Türkiye`nin tarihten gelen büyük bir imparatorluk mirası vardır.
Bununla birlikte devlet ve yönetim tecrübesinin olması, Türk devletinin bölgesinde, eski sınırlarının içinde kalan ülkelerde hep bir hamilik üstlenmesi fikrini doğurmuştur.
Ancak her ne kadar Türkiye bahsedilen vasıflara sahip ise de, bunlardan daha önde gelen başka önemli bir vasıfa da sahiptir, o da hadimliktir.
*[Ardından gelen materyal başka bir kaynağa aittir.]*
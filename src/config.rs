//! Configuration Management
//!
//! Handles persistent configuration storage for wsk and resolves the
//! read-only [`ClientConfig`] snapshot handed to the commands.

use anyhow::{Context, Result};
use serde::{Deserialize, Serialize};
use std::path::{Path, PathBuf};

/// Namespace used when nothing else is configured
pub const DEFAULT_NAMESPACE: &str = "_";

/// User configuration
#[derive(Debug, Clone, Serialize, Deserialize, Default, PartialEq)]
pub struct Config {
    /// Platform API host, with or without a scheme
    #[serde(default)]
    pub apihost: Option<String>,
    /// Authorization key (`uuid:key`)
    #[serde(default)]
    pub auth: Option<String>,
    /// Default namespace
    #[serde(default)]
    pub namespace: Option<String>,
}

/// Values given on the command line (or via their environment variables)
#[derive(Debug, Clone, Default)]
pub struct Overrides {
    pub apihost: Option<String>,
    pub auth: Option<String>,
    pub namespace: Option<String>,
    pub insecure: bool,
}

/// Immutable process-wide configuration consumed by the commands
#[derive(Debug, Clone, PartialEq, Eq)]
pub struct ClientConfig {
    pub namespace: String,
    pub host: String,
    pub auth_token: String,
    pub insecure: bool,
}

impl Config {
    /// Get the config file path
    pub fn config_path() -> Option<PathBuf> {
        dirs::config_dir().map(|p| p.join("wsk").join("config.json"))
    }

    /// Load configuration from disk
    pub fn load() -> Self {
        match Self::config_path() {
            Some(path) => Self::load_from(&path),
            None => Self::default(),
        }
    }

    /// Load configuration from a specific file, falling back to defaults
    pub fn load_from(path: &Path) -> Self {
        if !path.exists() {
            return Self::default();
        }

        match std::fs::read_to_string(path) {
            Ok(content) => serde_json::from_str(&content).unwrap_or_else(|e| {
                tracing::warn!("Ignoring malformed config {:?}: {}", path, e);
                Self::default()
            }),
            Err(_) => Self::default(),
        }
    }

    /// Save configuration to disk
    pub fn save_to(&self, path: &Path) -> Result<()> {
        if let Some(parent) = path.parent() {
            std::fs::create_dir_all(parent)
                .with_context(|| format!("Failed to create {:?}", parent))?;
        }

        let content = serde_json::to_string_pretty(self)?;
        std::fs::write(path, content).with_context(|| format!("Failed to write {:?}", path))?;

        Ok(())
    }

    /// Resolve the effective settings (CLI/env > config file > default)
    pub fn resolve(&self, overrides: &Overrides) -> ClientConfig {
        ClientConfig {
            namespace: pick(&overrides.namespace, &self.namespace)
                .unwrap_or_else(|| DEFAULT_NAMESPACE.to_string()),
            host: pick(&overrides.apihost, &self.apihost).unwrap_or_default(),
            auth_token: pick(&overrides.auth, &self.auth).unwrap_or_default(),
            insecure: overrides.insecure,
        }
    }
}

fn pick(primary: &Option<String>, fallback: &Option<String>) -> Option<String> {
    primary
        .iter()
        .chain(fallback.iter())
        .find(|v| !v.is_empty())
        .cloned()
}

impl ClientConfig {
    /// Host without any scheme prefix
    pub fn host_authority(&self) -> &str {
        self.host
            .strip_prefix("https://")
            .or_else(|| self.host.strip_prefix("http://"))
            .unwrap_or(&self.host)
            .trim_end_matches('/')
    }

    /// Root of the platform REST API, e.g. `https://host/api/v1/`
    pub fn api_base_url(&self) -> String {
        let host = self.host.trim_end_matches('/');
        if host.starts_with("http://") || host.starts_with("https://") {
            format!("{}/api/v1/", host)
        } else {
            format!("https://{}/api/v1/", host)
        }
    }
}
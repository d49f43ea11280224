//! Structured command errors
//!
//! Every command handler returns a [`WskError`]. It carries the user-facing
//! message, the underlying cause (if any), the exit code class and whether the
//! dispatcher should also print the command usage.

use std::error::Error as StdError;
use thiserror::Error;

type BoxedCause = Box<dyn StdError + Send + Sync + 'static>;

/// Process exit code classes
#[derive(Debug, Clone, Copy, PartialEq, Eq)]
pub enum ExitCode {
    /// Malformed invocation or local failure
    General = 1,
    /// The remote call failed
    Network = 3,
}

impl ExitCode {
    pub fn code(self) -> u8 {
        self as u8
    }
}

/// Broad error category
#[derive(Debug, Clone, Copy, PartialEq, Eq)]
pub enum ErrorKind {
    Usage,
    Remote,
    General,
}

#[derive(Debug, Error)]
#[error("{message}")]
pub struct WskError {
    message: String,
    #[source]
    cause: Option<BoxedCause>,
    kind: ErrorKind,
    exit_code: ExitCode,
    display_usage: bool,
}

impl WskError {
    /// Malformed invocation: general exit class, usage is displayed
    pub fn usage(message: impl Into<String>) -> Self {
        Self {
            message: message.into(),
            cause: None,
            kind: ErrorKind::Usage,
            exit_code: ExitCode::General,
            display_usage: true,
        }
    }

    /// Remote call failure: network exit class, no usage
    pub fn remote(message: impl Into<String>, cause: impl Into<BoxedCause>) -> Self {
        Self {
            message: message.into(),
            cause: Some(cause.into()),
            kind: ErrorKind::Remote,
            exit_code: ExitCode::Network,
            display_usage: false,
        }
    }

    /// Local failure unrelated to the invocation syntax (config, I/O)
    pub fn general(message: impl Into<String>) -> Self {
        Self {
            message: message.into(),
            cause: None,
            kind: ErrorKind::General,
            exit_code: ExitCode::General,
            display_usage: false,
        }
    }

    pub fn with_cause(mut self, cause: impl Into<BoxedCause>) -> Self {
        self.cause = Some(cause.into());
        self
    }

    /// Wrap this error under a new message, keeping its classification.
    /// The wrapped error becomes the cause.
    pub fn wrap(self, message: impl Into<String>) -> Self {
        let kind = self.kind;
        let exit_code = self.exit_code;
        let display_usage = self.display_usage;
        Self {
            message: message.into(),
            cause: Some(Box::new(self)),
            kind,
            exit_code,
            display_usage,
        }
    }

    pub fn message(&self) -> &str {
        &self.message
    }

    pub fn kind(&self) -> ErrorKind {
        self.kind
    }

    pub fn exit_code(&self) -> ExitCode {
        self.exit_code
    }

    pub fn display_usage(&self) -> bool {
        self.display_usage
    }

    pub fn cause(&self) -> Option<&(dyn StdError + Send + Sync + 'static)> {
        self.cause.as_deref()
    }
}
// Module exports for CLI subcommands
//
// Each module handles a specific CLI subcommand. The main.rs dispatches to
// these handlers, keeping the entry point focused on parsing and coordination.

pub mod ask;
pub mod locations;
pub mod route;
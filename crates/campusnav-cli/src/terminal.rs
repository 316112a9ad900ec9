//! Terminal styling and color utilities.
//!
//! ANSI escape definitions plus detection of whether stdout should receive
//! them at all.

use std::io::IsTerminal;

/// ANSI escape codes for text styling and colors.
pub mod colors {
    /// Reset all styling.
    pub const RESET: &str = "\x1b[0m";
    /// Bright bold white for emphasis (location names).
    pub const WHITE_BOLD: &str = "\x1b[1;97m";
    /// Gray for secondary elements (arrows, labels).
    pub const GRAY: &str = "\x1b[90m";
    /// Green for the distance figure.
    pub const GREEN: &str = "\x1b[32m";
    /// Yellow for avoided locations.
    pub const YELLOW: &str = "\x1b[33m";
}

/// Resolved set of escape codes; empty strings when color is disabled.
#[derive(Debug, Clone, Copy, PartialEq, Eq)]
pub struct ColorPalette {
    pub emphasis: &'static str,
    pub secondary: &'static str,
    pub distance: &'static str,
    pub warning: &'static str,
    pub reset: &'static str,
}

impl ColorPalette {
    #[must_use]
    pub fn colored() -> Self {
        Self {
            emphasis: colors::WHITE_BOLD,
            secondary: colors::GRAY,
            distance: colors::GREEN,
            warning: colors::YELLOW,
            reset: colors::RESET,
        }
    }

    #[must_use]
    pub fn plain() -> Self {
        Self {
            emphasis: "",
            secondary: "",
            distance: "",
            warning: "",
            reset: "",
        }
    }

    /// Returns `colored()` if stdout supports ANSI colors, otherwise `plain()`.
    #[must_use]
    pub fn detect() -> Self {
        if supports_color() {
            Self::colored()
        } else {
            Self::plain()
        }
    }
}

/// Check if stdout should receive ANSI color codes.
///
/// This function respects:
/// - The `NO_COLOR` environment variable (https://no-color.org/)
/// - The `TERM=dumb` convention for non-capable terminals
/// - Redirected output (pipes and files never get colors)
#[must_use]
pub fn supports_color() -> bool {
    if std::env::var_os("NO_COLOR").is_some() {
        return false;
    }
    if let Ok(term) = std::env::var("TERM") {
        if term.eq_ignore_ascii_case("dumb") {
            return false;
        }
    }
    std::io::stdout().is_terminal()
}
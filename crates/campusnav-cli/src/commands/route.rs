//! Route command handler for computing paths between named locations.

use anyhow::Result;

use campusnav_cli::output::OutputFormat;
use campusnav_lib::{plan_route, CampusGraph, Error as RouteError, RouteRequest, RouteSummary};

/// Arguments for the route command.
#[derive(Debug, Clone)]
pub struct RouteCommandArgs {
    /// Starting location name.
    pub from: String,
    /// Destination location name.
    pub to: String,
    /// Locations to avoid.
    pub avoid: Vec<String>,
}

impl RouteCommandArgs {
    /// Convert CLI args to a library RouteRequest.
    pub fn to_request(&self) -> RouteRequest {
        RouteRequest::new(self.from.clone(), self.to.clone()).with_blocked(self.avoid.clone())
    }
}

/// Handle the route subcommand.
pub fn handle_route_command(
    graph: &CampusGraph,
    format: OutputFormat,
    args: &RouteCommandArgs,
) -> Result<()> {
    render_plan(graph, format, &args.to_request())
}

/// Plan `request` and render the result; shared with the ask command.
pub fn render_plan(graph: &CampusGraph, format: OutputFormat, request: &RouteRequest) -> Result<()> {
    let plan = match plan_route(graph, request) {
        Ok(plan) => plan,
        Err(err) => return Err(handle_route_failure(err)),
    };

    tracing::debug!(hops = plan.hop_count(), "route planned");
    let summary = RouteSummary::from_plan(graph, &plan);
    format.render_route(&summary)
}

fn handle_route_failure(err: RouteError) -> anyhow::Error {
    match err {
        RouteError::RouteNotFound {
            start,
            end,
            blocked,
        } => anyhow::anyhow!(format_route_not_found_message(&start, &end, &blocked)),
        other => anyhow::Error::new(other),
    }
}

fn format_route_not_found_message(start: &str, end: &str, blocked: &[String]) -> String {
    let mut message = format!("No path found between {} and {}.", start, end);
    if !blocked.is_empty() {
        message.push_str(&format!(
            " Try avoiding fewer locations (currently avoiding: {}).",
            blocked.join(", ")
        ));
    }
    message
}
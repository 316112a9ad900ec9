//! Locations command handler for listing valid location names.

use anyhow::Result;

use campusnav_cli::output::OutputFormat;
use campusnav_lib::CampusGraph;

/// Print every location key in declaration order.
pub fn handle_locations_command(graph: &CampusGraph, format: OutputFormat) -> Result<()> {
    format.render_locations(&graph.location_names())
}
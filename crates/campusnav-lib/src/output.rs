use std::fmt::Write;

use serde::Serialize;

use crate::graph::{CampusGraph, Location};
use crate::routing::RoutePlan;

/// Step taken during traversal of a planned route.
#[derive(Debug, Clone, Serialize, PartialEq)]
pub struct RouteStep {
    pub index: usize,
    pub location: Location,
    /// Weight of the edge walked to reach this step; `None` for the start.
    #[serde(skip_serializing_if = "Option::is_none")]
    pub leg_distance: Option<f64>,
}

/// Structured representation of a planned route that higher-level consumers can serialise.
#[derive(Debug, Clone, Serialize, PartialEq)]
pub struct RouteSummary {
    pub start: Location,
    pub end: Location,
    #[serde(skip_serializing_if = "Vec::is_empty")]
    pub blocked: Vec<Location>,
    pub distance: f64,
    pub hops: usize,
    pub steps: Vec<RouteStep>,
}

impl RouteSummary {
    /// Convert a [`RoutePlan`] into a summary with per-leg distances.
    pub fn from_plan(graph: &CampusGraph, plan: &RoutePlan) -> Self {
        let steps = plan
            .steps
            .iter()
            .enumerate()
            .map(|(index, location)| RouteStep {
                index,
                location: location.clone(),
                leg_distance: index
                    .checked_sub(1)
                    .and_then(|prev| graph.edge_weight(&plan.steps[prev], location)),
            })
            .collect();

        Self {
            start: plan.start.clone(),
            end: plan.end.clone(),
            blocked: plan.blocked.clone(),
            distance: plan.distance,
            hops: plan.hop_count(),
            steps,
        }
    }

    /// Render the summary as plain text.
    pub fn render_text(&self) -> String {
        let mut buffer = String::new();
        let _ = writeln!(
            buffer,
            "Shortest distance: {}",
            format_distance(self.distance)
        );
        let _ = writeln!(
            buffer,
            "Path: {}",
            self.steps
                .iter()
                .map(|step| step.location.as_str())
                .collect::<Vec<_>>()
                .join(" → ")
        );
        if !self.blocked.is_empty() {
            let _ = writeln!(buffer, "Avoiding: {}", self.blocked.join(", "));
        }
        buffer
    }
}

/// Format a distance without a trailing `.0` when it is a whole number.
pub fn format_distance(distance: f64) -> String {
    if distance.is_finite() && distance.fract() == 0.0 {
        format!("{}", distance as i64)
    } else {
        format!("{}", distance)
    }
}
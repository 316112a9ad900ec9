//! Campus navigation library entry points.
//!
//! This crate exposes helpers to load the campus graph, resolve location
//! names, extract routing fields from free text, and run the shortest-path
//! engine with per-query exclusions. Higher-level consumers (the CLI) should
//! only depend on the functions exported here instead of reimplementing
//! behavior.
//!

#![deny(warnings)]

pub mod dataset;
pub mod error;
pub mod extract;
pub mod graph;
pub mod output;
pub mod path;
pub mod resolve;
pub mod routing;

pub use dataset::{
    campus_graph, load_graph, load_graph_source, parse_graph, resolve_graph_source, GraphSource,
};
pub use error::{EndpointRole, Error, Result};
pub use extract::{
    Extraction, ExtractorConfig, GeminiExtractor, LocationExtractor, StaticExtractor,
};
pub use graph::{Adjacency, CampusGraph, Edges, GraphBuilder, Location, WorkingGraph};
pub use output::{RouteStep, RouteSummary};
pub use path::{shortest_path, ShortestPath, UNREACHABLE};
pub use resolve::{find_location, find_locations, suggest_locations};
pub use routing::{plan_route, RoutePlan, RouteRequest};
pub mod mongodb;
pub mod provisioner;
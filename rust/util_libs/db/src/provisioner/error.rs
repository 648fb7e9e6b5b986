use mongodb::error::ErrorKind;
use thiserror::Error;

/// Server error code for an unauthorized command.
const CODE_UNAUTHORIZED: i32 = 13;
/// Server error code for `createUser` against an existing username.
const CODE_USER_ALREADY_EXISTS: i32 = 51003;

/// Failures of the one provisioning operation.
///
/// Errors are surfaced, not recovered: every variant propagates to the
/// invoking collaborator as a terminal failure of the call that raised it.
#[derive(Error, Debug)]
pub enum ProvisionError {
    #[error("user {username:?} already exists in the admin database")]
    UserAlreadyExists { username: String },

    #[error("handle lacks the privilege required for {operation}")]
    InsufficientPrivilege { operation: String },

    #[error("could not reach the target server: {source}")]
    Connection { source: mongodb::error::Error },

    #[error("database error during {operation}: {source}")]
    Database {
        source: mongodb::error::Error,
        operation: String,
    },

    #[error("invalid user spec: {reason}")]
    InvalidSpec { reason: String },

    #[error("internal error: {message}")]
    Internal {
        message: String,
        context: Option<String>,
    },
}

impl ProvisionError {
    /// Creates a new InvalidSpec error
    pub fn invalid_spec(reason: impl Into<String>) -> Self {
        Self::InvalidSpec {
            reason: reason.into(),
        }
    }

    /// Creates a new Connection error
    pub fn connection(source: mongodb::error::Error) -> Self {
        Self::Connection { source }
    }

    /// Creates a new Internal error with optional context
    pub fn internal(message: impl Into<String>, context: Option<String>) -> Self {
        Self::Internal {
            message: message.into(),
            context,
        }
    }

    /// Maps a driver error raised by `operation` against `username` onto the
    /// variants the caller can act on.
    pub fn classify(operation: &str, username: &str, error: mongodb::error::Error) -> Self {
        match &*error.kind {
            ErrorKind::Command(cmd)
                if cmd.code == CODE_USER_ALREADY_EXISTS
                    || cmd.message.contains("already exists") =>
            {
                Self::UserAlreadyExists {
                    username: username.to_string(),
                }
            }
            ErrorKind::Command(cmd) if cmd.code == CODE_UNAUTHORIZED => {
                Self::InsufficientPrivilege {
                    operation: operation.to_string(),
                }
            }
            // An unauthenticated handle on an auth-enabled server fails the
            // handshake rather than the command.
            ErrorKind::Authentication { .. } => Self::InsufficientPrivilege {
                operation: operation.to_string(),
            },
            ErrorKind::ServerSelection { .. } | ErrorKind::Io(_) => Self::Connection {
                source: error,
            },
            _ => Self::Database {
                source: error,
                operation: operation.to_string(),
            },
        }
    }

    /// Returns true if this is a UserAlreadyExists error
    pub fn is_user_already_exists(&self) -> bool {
        matches!(self, Self::UserAlreadyExists { .. })
    }

    /// Returns true if this is an InsufficientPrivilege error
    pub fn is_insufficient_privilege(&self) -> bool {
        matches!(self, Self::InsufficientPrivilege { .. })
    }

    /// Returns true if this is a Connection error
    pub fn is_connection(&self) -> bool {
        matches!(self, Self::Connection { .. })
    }

    /// Returns true if this is an InvalidSpec error
    pub fn is_invalid_spec(&self) -> bool {
        matches!(self, Self::InvalidSpec { .. })
    }
}
//! Provisioning of the monitoring user on the `admin` database.
//!
//! The flow is two explicit steps: a configuration-loading step that yields a
//! fully-resolved [`spec::MonitoringUserSpec`], and a provisioning call that
//! turns that spec into a principal in the target server's user store. The
//! two never mix; substitution syntax and environment lookups stop at the
//! spec boundary.

pub mod api;
pub mod config;
pub mod error;
pub mod spec;

pub use api::{AdminDb, EnsureOutcome, UserProvisionerApi};
pub use error::ProvisionError;
pub use spec::{MonitoringUserSpec, RoleGrant, RoleName, StoredRoleGrant};
//! Environment resolution for the templated account variant.
//!
//! Upstream deployment tooling renders `${MONGO_MONITORING_USER}` and
//! `${MONGO_MONITORING_PASSWORD}` into the environment; this module binds
//! those values into a fully-resolved spec before any server is contacted.
//! Binaries load `.env` files themselves (`dotenv().ok()` in `main`).

use thiserror::Error;

use super::error::ProvisionError;
use super::spec::MonitoringUserSpec;

/// Environment variable holding the monitoring username
pub const MONITORING_USER_ENV_VAR: &str = "MONGO_MONITORING_USER";
/// Environment variable holding the monitoring password
pub const MONITORING_PASSWORD_ENV_VAR: &str = "MONGO_MONITORING_PASSWORD";

/// Failures while resolving the spec from the environment, before any
/// provisioning call is made.
#[derive(Error, Debug)]
pub enum ConfigError {
    #[error("required environment variable {0} is not set")]
    MissingVar(&'static str),

    #[error("resolved values form an invalid spec")]
    Spec(#[source] ProvisionError),
}

/// Resolves the templated variant from the environment: the externally
/// substituted username and password plus the three-role grant set.
pub fn resolve_from_env() -> Result<MonitoringUserSpec, ConfigError> {
    let username = std::env::var(MONITORING_USER_ENV_VAR)
        .map_err(|_| ConfigError::MissingVar(MONITORING_USER_ENV_VAR))?;
    let password = std::env::var(MONITORING_PASSWORD_ENV_VAR)
        .map_err(|_| ConfigError::MissingVar(MONITORING_PASSWORD_ENV_VAR))?;

    let spec = MonitoringUserSpec::new(username, password, MonitoringUserSpec::templated_roles())
        .map_err(ConfigError::Spec)?;
    log::debug!("Resolved monitoring user spec from environment: {spec:?}");
    Ok(spec)
}

#[cfg(test)]
mod test {
    use super::*;
    use crate::provisioner::spec::{RoleGrant, RoleName};
    use serial_test::serial;

    #[test]
    #[serial]
    fn resolves_substituted_values_with_three_grants() {
        std::env::set_var(MONITORING_USER_ENV_VAR, "svc_mon");
        std::env::set_var(MONITORING_PASSWORD_ENV_VAR, "p@ss");

        let spec = resolve_from_env().expect("both variables are set");
        assert_eq!(spec.username, "svc_mon");
        assert_eq!(spec.password, "p@ss");
        assert_eq!(
            spec.roles,
            vec![
                RoleGrant::new(RoleName::ClusterMonitor, "admin"),
                RoleGrant::new(RoleName::Read, "local"),
                RoleGrant::new(RoleName::Read, "admin"),
            ]
        );

        std::env::remove_var(MONITORING_USER_ENV_VAR);
        std::env::remove_var(MONITORING_PASSWORD_ENV_VAR);
    }

    #[test]
    #[serial]
    fn missing_username_variable_is_a_config_error() {
        std::env::remove_var(MONITORING_USER_ENV_VAR);
        std::env::set_var(MONITORING_PASSWORD_ENV_VAR, "p@ss");

        let err = resolve_from_env().expect_err("username variable is unset");
        assert!(matches!(err, ConfigError::MissingVar(MONITORING_USER_ENV_VAR)));

        std::env::remove_var(MONITORING_PASSWORD_ENV_VAR);
    }

    #[test]
    #[serial]
    fn empty_username_is_an_invalid_spec() {
        std::env::set_var(MONITORING_USER_ENV_VAR, "");
        std::env::set_var(MONITORING_PASSWORD_ENV_VAR, "p@ss");

        let err = resolve_from_env().expect_err("empty username is invalid");
        assert!(matches!(err, ConfigError::Spec(_)));

        std::env::remove_var(MONITORING_USER_ENV_VAR);
        std::env::remove_var(MONITORING_PASSWORD_ENV_VAR);
    }
}
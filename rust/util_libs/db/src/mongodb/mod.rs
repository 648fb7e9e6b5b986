//! MongoDB connection helpers.
//!
//! Connection parameters, authentication, and retry policy around
//! connectivity belong to the caller; this module only resolves the
//! connection string and builds a client from it.

use mongodb::{options::ClientOptions, Client};

use crate::provisioner::error::ProvisionError;

/// Returns the MongoDB connection URL from environment variables.
///
/// # Returns
///
/// - If `MONGO_URI` environment variable is set, returns its value
/// - Otherwise, returns the default local MongoDB URL: "mongodb://127.0.0.1:27017"
pub fn get_mongodb_url() -> String {
    std::env::var("MONGO_URI").unwrap_or_else(|_| "mongodb://127.0.0.1:27017".to_string())
}

/// Builds a MongoDB client from a connection string.
///
/// The string is expected to already carry whatever credentials the caller
/// intends to provision with; no authentication happens here beyond what the
/// driver performs lazily on first use.
///
// NB: Each `mongodb::Client` clone is an alias of an Arc type and allows for multiple references of the same connection pool.
pub async fn connect(url: &str) -> Result<Client, ProvisionError> {
    log::debug!("Parsing MongoDB connection string");
    let options = ClientOptions::parse(url)
        .await
        .map_err(ProvisionError::connection)?;

    let client = Client::with_options(options).map_err(ProvisionError::connection)?;
    log::debug!("MongoDB client constructed");
    Ok(client)
}
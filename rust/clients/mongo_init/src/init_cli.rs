use clap::{Args, Parser, Subcommand};

/// Module containing all of the Clap Derive structs/definitions that make up
/// the provisioner's command line. The binary is intended to run once per
/// deployment, usually from an init container or a bootstrap script.

#[derive(Parser)]
#[command(
    version,
    about,
    author,
    long_about = "Command line interface for provisioning the MongoDB monitoring user"
)]
pub struct Root {
    /// Connection string for the target server. Must carry credentials with
    /// user-creation privilege on the admin database. Defaults to `MONGO_URI`
    /// or the local server when unset.
    #[clap(long, default_value_t = db_utils::mongodb::get_mongodb_url())]
    pub mongo_url: String,

    #[command(subcommand)]
    pub command: Commands,
}

#[derive(Subcommand, Clone)]
pub enum Commands {
    /// Create the monitoring user; fails if it already exists.
    Provision(SpecArgs),
    /// Create the monitoring user, or reconcile its grants if it exists.
    /// Safe to run repeatedly.
    Ensure(SpecArgs),
}

#[derive(Args, Clone, Debug)]
pub struct SpecArgs {
    #[arg(
        long,
        help = "resolve username and password strictly from MONGO_MONITORING_USER / MONGO_MONITORING_PASSWORD and grant read@admin as well"
    )]
    pub from_env: bool,

    #[arg(
        long,
        env = "MONGO_MONITORING_USER",
        help = "username for the monitoring account (defaults to \"monitoring\")"
    )]
    pub username: Option<String>,

    #[arg(
        long,
        env = "MONGO_MONITORING_PASSWORD",
        help = "password for the monitoring account (defaults to the literal development password)"
    )]
    pub password: Option<String>,

    #[arg(long, help = "additionally grant read on the admin database")]
    pub admin_read: bool,
}

#[cfg(test)]
mod test {
    use super::*;

    // Both cases live in one test since they share the MONGO_URI variable.
    #[test]
    fn mongo_url_default_comes_from_the_shared_env_helper() {
        std::env::set_var("MONGO_URI", "mongodb://db.internal:27017");
        let cli = Root::try_parse_from(["mongo_init", "provision"]).unwrap();
        assert_eq!(cli.mongo_url, "mongodb://db.internal:27017");

        std::env::remove_var("MONGO_URI");
        let cli = Root::try_parse_from(["mongo_init", "provision"]).unwrap();
        assert_eq!(cli.mongo_url, "mongodb://127.0.0.1:27017");
    }
}
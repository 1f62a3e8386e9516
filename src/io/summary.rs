use anyhow::{Result, anyhow};

use crate::ctx::Ctx;
use crate::quality::median_of;

pub fn format_summary(ctx: &Ctx) -> Result<String> {
    let version = env!("CARGO_PKG_VERSION");
    let selection = ctx
        .selection
        .as_ref()
        .ok_or_else(|| anyhow!("confound selection missing"))?;
    let frames = ctx.table.as_ref().map(|t| t.n_frames()).unwrap_or(0);

    let mut out = String::new();
    out.push_str(&format!("fmri-denoiseqc v{}\n", version));
    out.push_str(&format!(
        "Strategy: {} ({} regressors, {} frames)\n",
        selection.strategy,
        selection.columns.len(),
        frames
    ));

    if let Some(fd) = &ctx.fd {
        out.push_str(&format!(
            "FD > {:.2}: {:.1}% of frames\n",
            fd.threshold, fd.percent_above
        ));
    }

    match &ctx.fit {
        Some(fit) => {
            out.push_str(&format!(
                "R2 score > {:.2}: {:.4} of {} voxels (median {:.4}, {} degenerate)\n",
                fit.threshold,
                fit.fraction_above,
                fit.n_voxels(),
                median_of(&fit.score),
                fit.n_degenerate
            ));
        }
        None => out.push_str("R2 map: skipped (no images)\n"),
    }

    if let Some(gs) = &ctx.gs_fit {
        out.push_str(&format!("GS correlation: median r {:.4}\n", median_of(&gs.r)));
    }
    if let Some(tsnr) = &ctx.tsnr {
        out.push_str(&format!(
            "tSNR median: reference {:.2}, denoised {:.2}\n",
            tsnr.reference_median, tsnr.denoised_median
        ));
    }

    Ok(out)
}
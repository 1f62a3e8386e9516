use std::fs::File;
use std::io::{BufWriter, Read};
use std::path::Path;

use anyhow::{Context, Result};
use flate2::read::GzDecoder;

use crate::schema::v1::DenoiseQcV1;

pub mod json_writer;
pub mod nifti;
pub mod summary;
pub mod tsv_writer;

pub fn write_json(path: &Path, report: &DenoiseQcV1) -> Result<()> {
    let file = File::create(path).with_context(|| format!("failed to create {}", path.display()))?;
    let writer = BufWriter::new(file);
    serde_json::to_writer_pretty(writer, report)?;
    Ok(())
}

pub(crate) fn open_maybe_gz(path: &Path) -> Result<Box<dyn Read>> {
    let file = File::open(path).with_context(|| format!("failed to open {}", path.display()))?;
    if path.extension().and_then(|s| s.to_str()) == Some("gz") {
        let decoder = GzDecoder::new(file);
        Ok(Box::new(decoder))
    } else {
        Ok(Box::new(file))
    }
}

pub(crate) fn read_to_string_maybe_gz(path: &Path) -> Result<String> {
    let mut content = String::new();
    open_maybe_gz(path)?
        .read_to_string(&mut content)
        .with_context(|| format!("failed to read {}", path.display()))?;
    Ok(content)
}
Yani yüzyıllar boyunca adaletli ve hoşgörülü bir şekilde Osmanlı`nın yönettiği coğrafyada yaşayan insanlara, toplumlara ve ülkelere hizmet etmek.
Türk Milleti bu anlayışla Türk-İslam Birliği`nin kurulmasına öncülük etmelidir.
Bu, Müslüman-Türk`ün karakterinde olan, yaratılışında olan bir vasıftır. Üstün ahlaka sahip Peygamber Efendimiz (sav)`i örnek alan Müslüman-Türk yöneticisi geçmişte bir dünya devleti olarak, insanların arsında bir sevgi ve saygı bağı kurarak, huzur ve güven ortamı oluşturup barışı tesis ederek tüm insanlığa hizmet etmiştir.
İslam ahlakından kaynaklanan karakteristik yapısıyla Türk insanı yönetmeyi hizmet etmekle eşdeğer görmüştür.
Türk-İslam Birliği, bir coğrafi gereklilik düşüncesinden çıkıp bir insani kaynaşma, komşuluk, kardeşlik sevgisi olarak düşünülmelidir. Doğal olan da budur ve eskiden de böyleydi. Şimdi eskiden tecrübeler ve dersler alıp ondan çok daha iyisini meydana getirmek hiç de zor değildir. Çünkü suni sosyal zorlamalarla tarih bu birliğe karşı zorlanmıştır. Hayatın doğal akışında ve sosyal, insani, coğrafi, akli, dini, medeni, kültürel vb. her alanda Müslüman-Türk halkların birbirinden ayrı hiçbir yönleri yoktur. Birbirine yüzyıllar boyunca kaynaşmış olan kardeşlik ruhunu canlandırmaları için hiçbir engel yoktur.
Bu ruhun, bu birliğin kurulmasını bölge halkı yürekten istemektedir.
Bu ülkenin yetişmiş nadide aydınları, bu fikre, bu gönül birliğinin oluşmasına yönelik, yazılarıyla, fikirleriyle tohumlar atıp öncülük etmelidir. Bu bundan sonra Allah`ın izniyle Türk-İslam Birliği meyvesi alana kadar hep birlikte bu tohumlar sürekli beslenerek büyütülmelidir.